New study shows benefits of music lessons in children

According to a new study from the Radiological Society of North America, “taking music lessons increases brain fiber connections in children.” In particular, these fiber connections increased in a part of the brain in which a decrease in connections has been linked to autism and Attention Deficit Hyperactivity Disorder (ADHD).

“It’s been known that musical instruction benefits children with these disorders,” said Pilar Dies-Suarez, M.D., chief radiologist at the Hospital Infantil de México Federico Gómez in Mexico City, “but this study has given us a better understanding of exactly how the brain changes and where these new fiber connections are occurring.”

She added, “Experiencing music at an early age can contribute to better brain development, optimizing the creation and establishment of neural networks, and stimulating the existing brain tracts.”

In the study, scientists monitored 23 children aged between five and six, assessing them before and after nine months of music lessons.
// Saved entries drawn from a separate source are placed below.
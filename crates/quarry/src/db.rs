//! SQLite database connection management.
//!
//! Provides a connection pool with WAL mode enabled, so searches and
//! indexing runs can overlap without blocking. The database file and its
//! parent directories are created automatically if they don't exist.

use std::path::Path;
use std::str::FromStr;

use anyhow::Result;
use sqlx::sqlite::{SqliteConnectOptions, SqlitePool, SqlitePoolOptions};

/// Create a connection pool to the SQLite database at `path`.
///
/// - Creates the database file and parent directories if missing.
/// - Enables WAL journal mode for concurrent read/write.
/// - Returns a pool with up to 5 connections.
pub async fn connect(path: &Path) -> Result<SqlitePool> {
    if let Some(parent) = path.parent() {
        std::fs::create_dir_all(parent)?;
    }

    let options = SqliteConnectOptions::from_str(&format!("sqlite:{}", path.display()))?
        .create_if_missing(true)
        .journal_mode(sqlx::sqlite::SqliteJournalMode::Wal);

    let pool = SqlitePoolOptions::new()
        .max_connections(5)
        .connect_with(options)
        .await?;

    Ok(pool)
}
The panel noted increases in fiber connections in a part of the brain known as the minor forceps. They hope their findings can be used in developing interventions directed at young people with ADHD and autism.

“When a child receives musical instruction, their brains are asked to complete certain tasks,” Dr. Dies-Suarez said. “These tasks involve hearing, motor, cognition, emotion and social skills, which seem to activate these different brain areas. These results may have occurred because of the need to create more connections between the two hemispheres of the brain.”